*** Exercise material ***
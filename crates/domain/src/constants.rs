//! Normative constants for the query core.
//!
//! Values here are part of the observable contract: fusion math, retry
//! policy, diversity caps, staleness thresholds, and the dense scope/category
//! multiplier table all read from this module.

use crate::paths::PathCategory;
use crate::search::SearchScope;

/// RRF constant for cross-pass fusion.
pub const SEARCH_RRF_K: f64 = 60.0;

/// Weight applied to the primary semantic pass.
pub const SEARCH_PASS_WEIGHT_PRIMARY: f64 = 1.0;

/// Weight applied to the expanded semantic pass.
pub const SEARCH_PASS_WEIGHT_EXPANDED: f64 = 0.8;

/// Enrichment phrase appended to the semantic query for the expanded pass.
pub const SEARCH_EXPANDED_QUERY_SUFFIX: &str = "implementation definition usage";

/// Similarity floor passed to the vector store for both passes.
pub const SEARCH_SIMILARITY_FLOOR: f32 = 0.3;

/// Upper bound on per-pass candidate requests.
pub const SEARCH_MAX_CANDIDATES: u32 = 256;

/// Extra attempts allowed when `must` filters starve the result set.
pub const SEARCH_MUST_RETRY_ROUNDS: u32 = 2;

/// Candidate-limit growth factor between `must` retries.
pub const SEARCH_MUST_RETRY_MULTIPLIER: u32 = 2;

/// Line-bucket width for fallback group ids.
pub const SEARCH_PROXIMITY_WINDOW: u32 = 40;

/// Number of candidates handed to the reranker.
pub const SEARCH_RERANK_TOP_K: usize = 32;

/// RRF constant for reranker fusion.
pub const SEARCH_RERANK_RRF_K: f64 = 60.0;

/// Weight of the reranker contribution added into the fusion score.
pub const SEARCH_RERANK_WEIGHT: f64 = 1.0;

/// Maximum content lines included in a reranker document.
pub const SEARCH_RERANK_DOC_MAX_LINES: usize = 40;

/// Maximum content characters included in a reranker document.
pub const SEARCH_RERANK_DOC_MAX_CHARS: usize = 2000;

/// Pass-1 diversity cap per file.
pub const SEARCH_DIVERSITY_MAX_PER_FILE: usize = 3;

/// Pass-1 diversity cap per symbol.
pub const SEARCH_DIVERSITY_MAX_PER_SYMBOL: usize = 2;

/// Relaxed per-file cap used when pass 1 under-fills.
pub const SEARCH_DIVERSITY_RELAXED_FILE_CAP: usize = 5;

/// TTL for the changed-files cache, keyed by canonical root.
pub const SEARCH_CHANGED_FILES_CACHE_TTL_MS: u64 = 15_000;

/// Score multiplier applied to VCS-dirty files under `auto_changed_first`.
pub const SEARCH_CHANGED_FIRST_MULTIPLIER: f64 = 1.15;

/// Dirty-set size above which the changed-files boost is skipped.
pub const SEARCH_CHANGED_FIRST_MAX_CHANGED_FILES: usize = 200;

/// Files sampled for the noise-ratio hint.
pub const SEARCH_NOISE_HINT_TOP_K: usize = 10;

/// Noise ratio at or above which the mitigation hint is attached.
pub const SEARCH_NOISE_HINT_THRESHOLD: f64 = 0.5;

/// Suggested ignore patterns in the noise mitigation hint.
pub const SEARCH_NOISE_HINT_PATTERNS: [&str; 5] = [
    "**/dist/**",
    "**/build/**",
    "**/coverage/**",
    "**/__tests__/**",
    "**/*.min.js",
];

/// Character cap for the query operator prefix block.
pub const SEARCH_OPERATOR_PREFIX_MAX_CHARS: usize = 512;

/// Age below which a result is `fresh`.
pub const STALENESS_FRESH_MS: u64 = 86_400_000;

/// Age below which a result is `aging` (above it: `stale`).
pub const STALENESS_AGING_MS: u64 = 604_800_000;

/// Grace period before an `indexing` entry is considered stalled.
pub const STALE_INDEXING_RECOVERY_GRACE_MS: u64 = 600_000;

/// Watcher debounce window, also used as the blocked-operation retry hint.
pub const WATCHER_DEBOUNCE_MS: u64 = 2_000;

/// Schema version tag carried by the runtime fingerprint.
pub const SCHEMA_VERSION: &str = "hybrid_v3";

/// Sidecar version this core reads.
pub const SIDECAR_VERSION: &str = "v3";

/// Maximum call-graph traversal depth.
pub const CALL_GRAPH_MAX_DEPTH: u32 = 3;

/// Score multiplier for a `(scope, category)` pair.
///
/// The table is dense: every pair is defined, including pairs the scope
/// filter removes before scoring.
#[must_use]
pub const fn scope_path_multiplier(scope: SearchScope, category: PathCategory) -> f64 {
    match scope {
        SearchScope::Runtime => match category {
            PathCategory::Docs => 0.3,
            PathCategory::Tests => 0.4,
            PathCategory::Generated => 0.2,
            PathCategory::Entrypoint => 1.25,
            PathCategory::Core => 1.3,
            PathCategory::SrcRuntime => 1.15,
            PathCategory::Neutral => 1.0,
            PathCategory::Fixtures => 0.35,
        },
        SearchScope::Mixed => match category {
            PathCategory::Docs => 0.9,
            PathCategory::Tests => 0.8,
            PathCategory::Generated => 0.4,
            PathCategory::Entrypoint => 1.1,
            PathCategory::Core => 1.15,
            PathCategory::SrcRuntime => 1.05,
            PathCategory::Neutral => 1.0,
            PathCategory::Fixtures => 0.7,
        },
        SearchScope::Docs => match category {
            PathCategory::Docs => 1.3,
            PathCategory::Tests => 1.0,
            PathCategory::Generated => 0.3,
            PathCategory::Entrypoint => 0.8,
            PathCategory::Core => 0.8,
            PathCategory::SrcRuntime => 0.8,
            PathCategory::Neutral => 1.0,
            PathCategory::Fixtures => 0.9,
        },
    }
}

#[cfg(test)]
mod tests {
    use super::*;

    #[test]
    fn multiplier_table_is_dense_and_positive() {
        let scopes = [SearchScope::Runtime, SearchScope::Mixed, SearchScope::Docs];
        let categories = [
            PathCategory::Docs,
            PathCategory::Tests,
            PathCategory::Generated,
            PathCategory::Entrypoint,
            PathCategory::Core,
            PathCategory::SrcRuntime,
            PathCategory::Neutral,
            PathCategory::Fixtures,
        ];

        for scope in scopes {
            for category in categories {
                let multiplier = scope_path_multiplier(scope, category);
                assert!(multiplier > 0.0, "{scope:?}/{category:?}");
            }
        }
    }

    #[test]
    fn runtime_scope_prefers_core_over_docs() {
        assert!(
            scope_path_multiplier(SearchScope::Runtime, PathCategory::Core)
                > scope_path_multiplier(SearchScope::Runtime, PathCategory::Docs)
        );
    }

    #[test]
    fn staleness_thresholds_are_ordered() {
        assert!(STALENESS_FRESH_MS < STALENESS_AGING_MS);
    }
}
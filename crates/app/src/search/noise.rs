//! Noise-ratio hint over the visible result list.

use satori_domain::{
    NoiseCategory, SEARCH_NOISE_HINT_PATTERNS, SEARCH_NOISE_HINT_THRESHOLD,
    SEARCH_NOISE_HINT_TOP_K, SearchGroup, WATCHER_DEBOUNCE_MS, classify_noise,
};
use serde::Serialize;
use std::collections::BTreeMap;

/// Noise mitigation hint attached when the sampled results are mostly noise.
#[derive(Debug, Clone, PartialEq, Serialize)]
#[serde(rename_all = "camelCase")]
pub struct NoiseMitigationHint {
    /// Per-category ratios over the sampled files, rounded to two decimals.
    pub ratios: BTreeMap<Box<str>, f64>,
    /// Recommended scope for a cleaner result set.
    pub recommended_scope: Box<str>,
    /// Watcher debounce window (ms).
    pub debounce_ms: u64,
    /// Suggested ignore patterns.
    pub suggested_ignore_patterns: Vec<Box<str>>,
}

/// Inspect the first `TOP_K` distinct files; attach a hint when the noise
/// ratio (tests+fixtures+docs+generated) reaches the threshold.
#[must_use]
pub fn noise_hint(results: &[SearchGroup]) -> Option<NoiseMitigationHint> {
    let mut sampled: Vec<&str> = Vec::new();
    for group in results {
        if sampled.len() >= SEARCH_NOISE_HINT_TOP_K {
            break;
        }
        if !sampled.contains(&group.file.as_ref()) {
            sampled.push(group.file.as_ref());
        }
    }

    if sampled.is_empty() {
        return None;
    }

    let mut counts: BTreeMap<NoiseCategory, usize> = BTreeMap::new();
    for file in &sampled {
        *counts.entry(classify_noise(file)).or_insert(0) += 1;
    }

    #[allow(clippy::cast_precision_loss, reason = "sample sizes are tiny")]
    let sample_size = sampled.len() as f64;
    let noisy: usize = counts
        .iter()
        .filter(|(category, _)| category.is_noise())
        .map(|(_, count)| count)
        .sum();

    #[allow(clippy::cast_precision_loss, reason = "sample sizes are tiny")]
    let noise_ratio = noisy as f64 / sample_size;
    if noise_ratio < SEARCH_NOISE_HINT_THRESHOLD {
        return None;
    }

    let ratios = counts
        .into_iter()
        .map(|(category, count)| {
            #[allow(clippy::cast_precision_loss, reason = "sample sizes are tiny")]
            let ratio = count as f64 / sample_size;
            (Box::from(category.as_str()), round2(ratio))
        })
        .collect();

    Some(NoiseMitigationHint {
        ratios,
        recommended_scope: "runtime".into(),
        debounce_ms: WATCHER_DEBOUNCE_MS,
        suggested_ignore_patterns: SEARCH_NOISE_HINT_PATTERNS
            .iter()
            .map(|pattern| Box::from(*pattern))
            .collect(),
    })
}

fn round2(value: f64) -> f64 {
    (value * 100.0).round() / 100.0
}

#[cfg(test)]
mod tests {
    use super::*;
    use satori_domain::{CallGraphHint, LineSpan, StalenessBucket};

    fn group(file: &str) -> SearchGroup {
        #[allow(clippy::unwrap_used, reason = "statically valid span")]
        let span = LineSpan::new(1, 4).unwrap();
        SearchGroup {
            group_id: "grp_x".into(),
            file: file.into(),
            span,
            language: None,
            symbol_id: None,
            symbol_label: None,
            score: 0.5,
            indexed_at_ms: None,
            staleness_bucket: StalenessBucket::Unknown,
            collapsed_chunk_count: 1,
            call_graph_hint: CallGraphHint { supported: false },
            navigation_fallback: None,
            preview: "".into(),
        }
    }

    #[test]
    fn noisy_results_attach_the_hint() {
        let results = vec![
            group("tests/a.rs"),
            group("docs/guide.md"),
            group("dist/bundle.min.js"),
            group("src/lib.rs"),
        ];

        let hint = noise_hint(&results);
        let Some(hint) = hint else {
            assert!(false, "hint expected");
            return;
        };
        assert_eq!(hint.recommended_scope.as_ref(), "runtime");
        assert_eq!(hint.ratios.get("tests").copied(), Some(0.25));
        assert_eq!(hint.ratios.get("runtime").copied(), Some(0.25));
        assert_eq!(hint.debounce_ms, WATCHER_DEBOUNCE_MS);
        assert_eq!(hint.suggested_ignore_patterns.len(), 5);
    }

    #[test]
    fn clean_results_attach_nothing() {
        let results = vec![group("src/a.rs"), group("src/b.rs"), group("docs/c.md")];
        assert!(noise_hint(&results).is_none());
    }

    #[test]
    fn sampling_counts_distinct_files_only() {
        let mut results = vec![group("tests/a.rs"); 20];
        results.push(group("src/b.rs"));

        // One noisy file out of two distinct sampled files: ratio 0.5.
        let hint = noise_hint(&results);
        assert!(hint.is_some());
    }

    #[test]
    fn empty_results_attach_nothing() {
        assert!(noise_hint(&[]).is_none());
    }
}
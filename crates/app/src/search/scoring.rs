//! Final scoring: path multipliers and the changed-files boost.

use crate::changed_files::ChangedFilesProbe;
use satori_domain::{
    RankingMode, SEARCH_CHANGED_FIRST_MAX_CHANGED_FILES, SEARCH_CHANGED_FIRST_MULTIPLIER,
    SearchCandidate, SearchScope, scope_path_multiplier,
};
use std::collections::BTreeSet;

/// The dirty set eligible for boosting, when any.
///
/// The boost applies only under `auto_changed_first`, with a successful
/// probe, and a non-empty dirty set no larger than the threshold (a huge
/// dirty set would bias scoring toward the whole branch).
#[must_use]
pub fn boostable_changed_files(
    ranking_mode: RankingMode,
    probe: Option<&ChangedFilesProbe>,
) -> Option<BTreeSet<Box<str>>> {
    if ranking_mode != RankingMode::AutoChangedFirst {
        return None;
    }
    let probe = probe?;
    if !probe.available
        || probe.files.is_empty()
        || probe.files.len() > SEARCH_CHANGED_FIRST_MAX_CHANGED_FILES
    {
        return None;
    }
    Some(probe.files.clone())
}

/// Apply `final = fusion * pathMultiplier * changedFilesMultiplier`.
pub fn apply_scoring(
    candidates: &mut [SearchCandidate],
    scope: SearchScope,
    changed_files: Option<&BTreeSet<Box<str>>>,
) {
    for candidate in candidates {
        candidate.path_multiplier = scope_path_multiplier(scope, candidate.path_category);
        candidate.changed_files_multiplier = changed_files
            .is_some_and(|files| files.contains(candidate.result.relative_path.as_ref()))
            .then_some(SEARCH_CHANGED_FIRST_MULTIPLIER)
            .unwrap_or(1.0);
        candidate.final_score =
            candidate.fusion_score * candidate.path_multiplier * candidate.changed_files_multiplier;
    }
}
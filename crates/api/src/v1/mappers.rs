//! Mapping from query-core responses to wire envelopes.

use crate::v1::types::{
    ActionHintDto, CallGraphEnvelopeDto, FileOutlineEnvelopeDto, HintsDto, ManageArgsDto,
    ManageIndexEnvelopeDto, SearchResponseEnvelopeDto, StaleLocalHintDto,
};
use satori_app::{
    CallGraphResponse, FileOutlineResponse, GateHints, GateStatus, ManageOutcome, SearchResponse,
};

/// Hints schema version.
pub const HINTS_VERSION: u32 = 1;

fn action_hint(action: &str, path: &str) -> ActionHintDto {
    ActionHintDto {
        args: ManageArgsDto {
            action: action.to_owned(),
            path: path.to_owned(),
            zilliz_drop_collection: None,
        },
    }
}

fn hints_from_gate(gate_hints: &GateHints, path: &str) -> HintsDto {
    HintsDto {
        noise_mitigation: None,
        debug_search: None,
        debug_proof_check: None,
        create: gate_hints.create.then(|| action_hint("create", path)),
        reindex: gate_hints.reindex.then(|| action_hint("reindex", path)),
        stale_local: gate_hints.stale_local.map(|reason| StaleLocalHintDto {
            completion_proof: reason.as_str().to_owned(),
        }),
        version: HINTS_VERSION,
    }
}

/// Map a search response to its envelope.
#[must_use]
pub fn search_envelope(response: SearchResponse, request_path: &str) -> SearchResponseEnvelopeDto {
    let hint_path = response
        .effective_root
        .as_deref()
        .unwrap_or(request_path)
        .to_owned();

    let mut hints = hints_from_gate(&response.gate_hints, &hint_path);
    hints.noise_mitigation = response.hints.noise_mitigation;
    hints.debug_search = response.hints.debug_search;
    hints.debug_proof_check = response.hints.debug_proof_check;

    let ok = response.status == GateStatus::Ok;
    SearchResponseEnvelopeDto {
        status: response.status.as_str().to_owned(),
        reason: response.reason.map(|reason| reason.into_string()),
        freshness_decision: response.freshness_decision,
        warnings: response
            .warnings
            .into_iter()
            .map(|item| item.into_string())
            .collect(),
        hints,
        results: response.results,
        compatibility: (!ok).then_some(response.compatibility),
    }
}

/// Map a call-graph response to its envelope.
#[must_use]
pub fn call_graph_envelope(
    response: CallGraphResponse,
    request_path: &str,
) -> CallGraphEnvelopeDto {
    let gate_hints = GateHints {
        create: false,
        reindex: response.reindex_hint,
        stale_local: None,
    };

    CallGraphEnvelopeDto {
        status: response.status.as_str().to_owned(),
        reason: response.reason.map(|reason| reason.into_string()),
        supported: response.supported,
        freshness_decision: response.freshness_decision,
        nodes: response.nodes,
        edges: response.edges,
        notes: response.notes,
        warnings: response
            .warnings
            .into_iter()
            .map(|item| item.into_string())
            .collect(),
        hints: hints_from_gate(&gate_hints, request_path),
        compatibility: response.compatibility,
    }
}

/// Map a file-outline response to its envelope.
#[must_use]
pub fn file_outline_envelope(
    response: FileOutlineResponse,
    request_path: &str,
) -> FileOutlineEnvelopeDto {
    let gate_hints = GateHints {
        create: false,
        reindex: response.reindex_hint,
        stale_local: None,
    };

    FileOutlineEnvelopeDto {
        status: response.status.as_str().to_owned(),
        reason: response.reason.map(|reason| reason.into_string()),
        symbols: response.symbols,
        freshness_decision: response.freshness_decision,
        warnings: response
            .warnings
            .into_iter()
            .map(|item| item.into_string())
            .collect(),
        hints: hints_from_gate(&gate_hints, request_path),
        compatibility: response.compatibility,
    }
}

/// Map a manage outcome to its envelope.
#[must_use]
pub fn manage_envelope(outcome: ManageOutcome) -> ManageIndexEnvelopeDto {
    let mut hints = serde_json::Map::new();
    for (key, value) in outcome.hints {
        hints.insert(key.into_string(), value);
    }

    ManageIndexEnvelopeDto {
        mode: outcome.mode.into_string(),
        text: outcome.message,
        freshness_decision: outcome.freshness_decision,
        retry_after_ms: outcome.retry_after_ms,
        hints,
    }
}
//! Config loading: defaults, optional file, env overrides, validation.

use crate::env::apply_env_overrides;
use crate::schema::{RuntimeConfig, ValidatedRuntimeConfig};
use satori_shared::{ErrorCode, ErrorEnvelope, Result};
use std::collections::BTreeMap;
use std::path::Path;

/// Load the effective configuration.
///
/// Precedence (low to high): built-in defaults, config file, env overrides.
pub fn load_config(
    config_path: Option<&Path>,
    env: &BTreeMap<String, String>,
) -> Result<ValidatedRuntimeConfig> {
    let base = match config_path {
        Some(path) => read_config_file(path)?,
        None => RuntimeConfig::default(),
    };

    let merged = apply_env_overrides(base, env).map_err(ErrorEnvelope::from)?;
    merged.validate_and_normalize().map_err(ErrorEnvelope::from)
}

fn read_config_file(path: &Path) -> Result<RuntimeConfig> {
    let raw = std::fs::read_to_string(path)
        .map_err(|error| ErrorEnvelope::from(error).with_metadata("path", path.display().to_string()))?;

    let is_toml = path
        .extension()
        .and_then(|extension| extension.to_str())
        .is_some_and(|extension| extension.eq_ignore_ascii_case("toml"));

    if is_toml {
        toml::from_str(&raw).map_err(|error| {
            ErrorEnvelope::expected(
                ErrorCode::new("config", "invalid_config_file"),
                error.to_string(),
            )
            .with_metadata("path", path.display().to_string())
        })
    } else {
        serde_json::from_str(&raw).map_err(|error| {
            ErrorEnvelope::expected(
                ErrorCode::new("config", "invalid_config_file"),
                error.to_string(),
            )
            .with_metadata("path", path.display().to_string())
        })
    }
}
***
What is needed ▸
Gather and copy every line of the data in which the string "match" is found.

Written answer ▸
    match scope {
        SearchScope::Runtime => match category {
        SearchScope::Mixed => match category {
        SearchScope::Docs => match category {
    let base = match config_path {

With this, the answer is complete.